Losing a limb is life-altering enough, without the loss also carrying an impossible price tag. In the developing world, amputations are frequently required as a result of accident, illness and armed conflict, but access to efficient and effective modern prostheses is often financially out of reach. UK inventor Ed Pennington-Ridge has created a new design of prosthesis that aims to answer this need. A flexible and high-tech design made out of simple and cheap materials, Ed’s invention is intended to be something that can be made in any developing country workshop, but offer the movability of something 30 times the price.
The BBC spoke with Ed about his invention in June; in the interview they released, the prostheses’ creator stressed the importance of his design being something affordable, long-lasting and achievable in the developing countries he designed them for:
“It’s got to be easy to produce at the right price. It has to be something that can be mended easily, and something where the materials will last for a long time in storage or in very high temperatures.” Ed is confident that the design he has developed will meet these criteria, and would be possible to produce in any typical workshop in a developing country or area.
Ed’s prostheses cost under £100 – a sharp contrast to the thousands that some can cost. However, being affordable and possible to produce is only half the battle, if the technology doesn’t provide enough mobility – Ed’s design may be simple, but with a springy material forming the base of the foot, and a mobile ankle joint, it provides much more ease of movement than current affordable alternatives.
In 2018, the design was trialled by patients in Tanzania, and is still being provided to patients in need in the country, in part via the International Refugee Trust (IRT). Reporting on this trial, Longini Mtalo, the Principal of the Tanzania Training Centre for Orthopaedic Technologists (TATCOT) told the BBC about one of his clients – a Maasai cattle handler who said that the foot gave him much more freedom of movement when travelling with his cattle over difficult terrains.

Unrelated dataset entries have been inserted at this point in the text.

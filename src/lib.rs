//! Companion chat - client for a mental-health companion's conversation stream
//!
//! Consumes the companion's streamed replies, assembles them into a message
//! log, tracks the conversation phase, and coordinates clearing the
//! conversation without racing an in-flight send.

pub mod api;
pub mod config;
pub mod protocol;
pub mod runtime;
pub mod store;
pub mod view;
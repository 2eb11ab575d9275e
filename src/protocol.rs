//! Wire protocol of the companion chat service
//!
//! The send endpoint answers with a line-delimited event stream. Each frame is
//! a `data: {json}` line whose `type` field selects the event kind.

pub mod frame;
pub mod stream;
pub mod types;

pub use frame::{FrameDecoder, FrameError, EVENT_MARKER, MAX_FRAME_BYTES};
pub use stream::{event_stream, StreamError};
pub use types::{
    ActiveConversation, ClearResponse, MetadataPayload, Phase, SendRequest, StreamEvent,
};
//! Actions that drive chat state transitions

use crate::protocol::{ActiveConversation, ClearResponse, StreamEvent};

/// Inputs to [`transition`](super::transition)
#[derive(Debug, Clone)]
pub enum Action {
    // User actions
    Submit {
        text: String,
    },
    Clear {
        confirmed: bool,
    },

    // Send exchange
    Stream {
        exchange: u64,
        event: StreamEvent,
    },
    /// Body ended without an `end` frame
    StreamClosed {
        exchange: u64,
    },
    /// Open failure, transport error or hard decode error
    StreamFailed {
        exchange: u64,
        message: String,
    },

    // Clear exchange
    ClearResolved {
        response: ClearResponse,
    },
    ClearFailed {
        message: String,
    },
    WipeElapsed,

    Resume {
        active: ActiveConversation,
    },
}

impl Action {
    pub fn label(&self) -> &'static str {
        match self {
            Action::Submit { .. } => "submit",
            Action::Clear { .. } => "clear",
            Action::Stream { .. } => "stream",
            Action::StreamClosed { .. } => "stream_closed",
            Action::StreamFailed { .. } => "stream_failed",
            Action::ClearResolved { .. } => "clear_resolved",
            Action::ClearFailed { .. } => "clear_failed",
            Action::WipeElapsed => "wipe_elapsed",
            Action::Resume { .. } => "resume",
        }
    }
}
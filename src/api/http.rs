//! `reqwest` implementation of the companion endpoints

use super::{ApiError, ByteStream, CompanionApi};
use crate::config::ClientConfig;
use crate::protocol::{ActiveConversation, ClearResponse, SendRequest};
use async_trait::async_trait;
use futures::StreamExt;
use reqwest::header::ACCEPT;
use reqwest::{Client, Response};

const SEND_PATH: &str = "/api/chat/send";
const CLEAR_PATH: &str = "/api/chat/clear";
const ACTIVE_PATH: &str = "/api/chat/active";

/// HTTP client for the companion service
pub struct HttpCompanionApi {
    client: Client,
    base_url: String,
    access_token: String,
}

impl HttpCompanionApi {
    pub fn new(config: &ClientConfig) -> Result<Self, ApiError> {
        // No total timeout: a send stream stays open for as long as the reply takes.
        let client = Client::builder()
            .connect_timeout(config.connect_timeout)
            .build()
            .map_err(|e| ApiError::network(format!("Failed to create HTTP client: {e}")))?;

        Ok(Self {
            client,
            base_url: config.api_url.trim_end_matches('/').to_string(),
            access_token: config.access_token.clone(),
        })
    }

    fn endpoint(&self, path: &str) -> String {
        format!("{}{path}", self.base_url)
    }

    async fn check_status(response: Response) -> Result<Response, ApiError> {
        let status = response.status();
        if status.is_success() {
            return Ok(response);
        }
        let body = response.text().await.unwrap_or_default();
        Err(ApiError::from_status(status.as_u16(), &body))
    }
}

#[async_trait]
impl CompanionApi for HttpCompanionApi {
    async fn open_stream(&self, request: &SendRequest) -> Result<ByteStream, ApiError> {
        let response = self
            .client
            .post(self.endpoint(SEND_PATH))
            .bearer_auth(&self.access_token)
            .header(ACCEPT, "text/event-stream")
            .json(request)
            .send()
            .await?;
        let response = Self::check_status(response).await?;

        Ok(response
            .bytes_stream()
            .map(|fragment| fragment.map(|bytes| bytes.to_vec()).map_err(ApiError::from))
            .boxed())
    }

    async fn clear_conversation(&self) -> Result<ClearResponse, ApiError> {
        let response = self
            .client
            .delete(self.endpoint(CLEAR_PATH))
            .bearer_auth(&self.access_token)
            .send()
            .await?;
        let response = Self::check_status(response).await?;
        Ok(response.json::<ClearResponse>().await?)
    }

    async fn active_conversation(&self) -> Result<ActiveConversation, ApiError> {
        let response = self
            .client
            .get(self.endpoint(ACTIVE_PATH))
            .bearer_auth(&self.access_token)
            .send()
            .await?;
        let response = Self::check_status(response).await?;
        Ok(response.json::<ActiveConversation>().await?)
    }
}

Providing this ability to keep active was an essential goal for Ed – not only is this the ideal for any working prostheses, but he felt it was particularly essential given that the demographic requiring amputations in these countries is largely active young men. As he told the BBC, “These are young soldiers. These are young guys getting knocked off mopeds. When you fit them with a prothesis, they want to go back to high activity lifestyles.” There is also the need to travel and work, especially in cases such as the Maasai man that Mtalo mentioned.
IRT also points out that there are hundreds of thousands of refugees and young people living with amputations in the developing world, many of whom have lost their limbs due to armed conflict. One statistic the charity quotes is that around 30,000 Syrians are estimated to have lost limbs from the war in their country.
A Western-made prosthetic can cost up to USD$3000, and cheaper alternatives are limited in what they can offer. Even worse, affording a prosthetic isn’t the full story – prostheses need to be replaced over five years or so, due to wear and tear and changes in the body. For children, this is more like once a year. This makes the need for a locally–made, affordable option all the more crucial.
In response to this, IRT has partnered with Ed to help support the development of his prostheses. As the charity states in its statement about the partnership: “The combination of simplicity of design, availability of raw materials, and ability to manufacture in situ, promises transformational outcomes for the world’s poorest amputees, many of whom are refugees.”
With the IRT’s support, Ed’s invention has begun reaching those who need it, although Ed is still working on his design to continue to improve its efficiency. Further tests shall carry out in Tanzania as these adjustments are made, so Ed can provide the best product possible, and in the meantime, through IRT, these prostheses have already begun to restore mobility and change lives, without an unobtainable cost.